→ **Problem description**
Reproduce the entries shown below only from the line with "if let Some(percent) = placement.horizontal.filter(|p|" down to the line with "let half = size as i64 / 2;", keeping both end lines and copying each one exactly.

(Collected data)

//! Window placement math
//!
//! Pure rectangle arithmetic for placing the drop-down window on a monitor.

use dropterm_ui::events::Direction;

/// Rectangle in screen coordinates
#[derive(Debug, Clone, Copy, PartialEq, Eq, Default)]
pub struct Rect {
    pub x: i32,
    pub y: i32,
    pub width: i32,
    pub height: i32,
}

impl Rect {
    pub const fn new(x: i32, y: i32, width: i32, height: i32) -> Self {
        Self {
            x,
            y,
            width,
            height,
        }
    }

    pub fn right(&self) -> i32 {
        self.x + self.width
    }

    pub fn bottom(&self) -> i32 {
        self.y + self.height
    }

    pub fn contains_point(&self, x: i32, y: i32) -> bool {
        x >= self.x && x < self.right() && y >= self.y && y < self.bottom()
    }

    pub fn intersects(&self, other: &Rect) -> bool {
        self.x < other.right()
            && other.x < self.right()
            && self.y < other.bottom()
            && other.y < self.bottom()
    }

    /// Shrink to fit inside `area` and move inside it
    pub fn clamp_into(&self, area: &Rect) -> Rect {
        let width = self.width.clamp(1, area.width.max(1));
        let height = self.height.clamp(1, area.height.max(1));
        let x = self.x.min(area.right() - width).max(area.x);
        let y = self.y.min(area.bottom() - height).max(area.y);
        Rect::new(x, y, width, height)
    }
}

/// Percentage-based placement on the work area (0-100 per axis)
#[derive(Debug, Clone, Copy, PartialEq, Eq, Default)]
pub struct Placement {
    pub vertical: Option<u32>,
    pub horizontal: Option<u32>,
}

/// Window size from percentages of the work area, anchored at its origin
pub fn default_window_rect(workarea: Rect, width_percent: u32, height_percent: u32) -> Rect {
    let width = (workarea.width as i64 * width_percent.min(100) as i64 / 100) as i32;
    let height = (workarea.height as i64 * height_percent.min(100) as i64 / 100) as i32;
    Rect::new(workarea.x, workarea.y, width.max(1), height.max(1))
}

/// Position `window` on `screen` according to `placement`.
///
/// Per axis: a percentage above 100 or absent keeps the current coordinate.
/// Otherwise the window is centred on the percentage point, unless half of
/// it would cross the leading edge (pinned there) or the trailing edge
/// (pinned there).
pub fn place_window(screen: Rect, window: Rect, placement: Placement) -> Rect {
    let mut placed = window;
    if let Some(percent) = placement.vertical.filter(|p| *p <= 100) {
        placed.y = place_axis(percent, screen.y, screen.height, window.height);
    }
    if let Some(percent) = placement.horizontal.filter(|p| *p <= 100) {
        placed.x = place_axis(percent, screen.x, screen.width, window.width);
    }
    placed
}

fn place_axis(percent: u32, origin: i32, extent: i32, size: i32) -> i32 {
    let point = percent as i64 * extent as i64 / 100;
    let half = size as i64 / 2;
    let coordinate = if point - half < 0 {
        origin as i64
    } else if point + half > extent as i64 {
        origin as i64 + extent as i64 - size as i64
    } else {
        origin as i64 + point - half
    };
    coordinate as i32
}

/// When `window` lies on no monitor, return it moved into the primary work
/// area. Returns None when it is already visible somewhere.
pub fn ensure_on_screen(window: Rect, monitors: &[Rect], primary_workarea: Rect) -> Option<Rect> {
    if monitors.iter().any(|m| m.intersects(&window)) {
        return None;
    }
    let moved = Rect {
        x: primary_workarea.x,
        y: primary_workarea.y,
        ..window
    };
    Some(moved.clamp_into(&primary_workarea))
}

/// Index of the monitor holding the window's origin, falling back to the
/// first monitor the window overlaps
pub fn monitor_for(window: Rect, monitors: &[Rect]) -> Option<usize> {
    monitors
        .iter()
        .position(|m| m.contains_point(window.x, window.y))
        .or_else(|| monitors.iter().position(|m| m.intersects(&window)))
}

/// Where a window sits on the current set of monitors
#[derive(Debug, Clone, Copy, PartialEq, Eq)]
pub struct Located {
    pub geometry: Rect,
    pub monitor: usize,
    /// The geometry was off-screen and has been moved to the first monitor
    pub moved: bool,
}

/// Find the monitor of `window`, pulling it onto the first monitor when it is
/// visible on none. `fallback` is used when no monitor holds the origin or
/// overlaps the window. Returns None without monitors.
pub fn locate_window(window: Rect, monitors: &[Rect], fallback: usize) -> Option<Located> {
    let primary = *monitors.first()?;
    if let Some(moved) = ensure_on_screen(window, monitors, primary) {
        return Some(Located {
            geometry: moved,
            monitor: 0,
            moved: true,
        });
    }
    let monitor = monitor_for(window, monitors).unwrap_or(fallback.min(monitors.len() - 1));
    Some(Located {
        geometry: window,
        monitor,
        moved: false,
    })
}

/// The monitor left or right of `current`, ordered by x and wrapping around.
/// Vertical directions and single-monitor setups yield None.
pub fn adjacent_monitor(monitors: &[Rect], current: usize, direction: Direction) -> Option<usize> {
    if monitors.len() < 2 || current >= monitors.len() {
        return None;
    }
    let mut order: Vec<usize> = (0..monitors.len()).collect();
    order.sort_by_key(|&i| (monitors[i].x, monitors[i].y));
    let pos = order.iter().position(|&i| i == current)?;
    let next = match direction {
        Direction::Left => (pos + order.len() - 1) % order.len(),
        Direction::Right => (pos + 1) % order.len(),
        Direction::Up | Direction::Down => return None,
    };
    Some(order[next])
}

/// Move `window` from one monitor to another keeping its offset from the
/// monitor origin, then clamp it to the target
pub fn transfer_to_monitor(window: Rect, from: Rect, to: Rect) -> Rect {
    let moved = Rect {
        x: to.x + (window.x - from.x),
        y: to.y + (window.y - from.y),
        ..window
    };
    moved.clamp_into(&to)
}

→ **Answer box**
    if let Some(percent) = placement.horizontal.filter(|p| *p <= 100) {
        placed.x = place_axis(percent, screen.x, screen.width, window.width);
    }
    placed
}

fn place_axis(percent: u32, origin: i32, extent: i32, size: i32) -> i32 {
    let point = percent as i64 * extent as i64 / 100;
    let half = size as i64 / 2;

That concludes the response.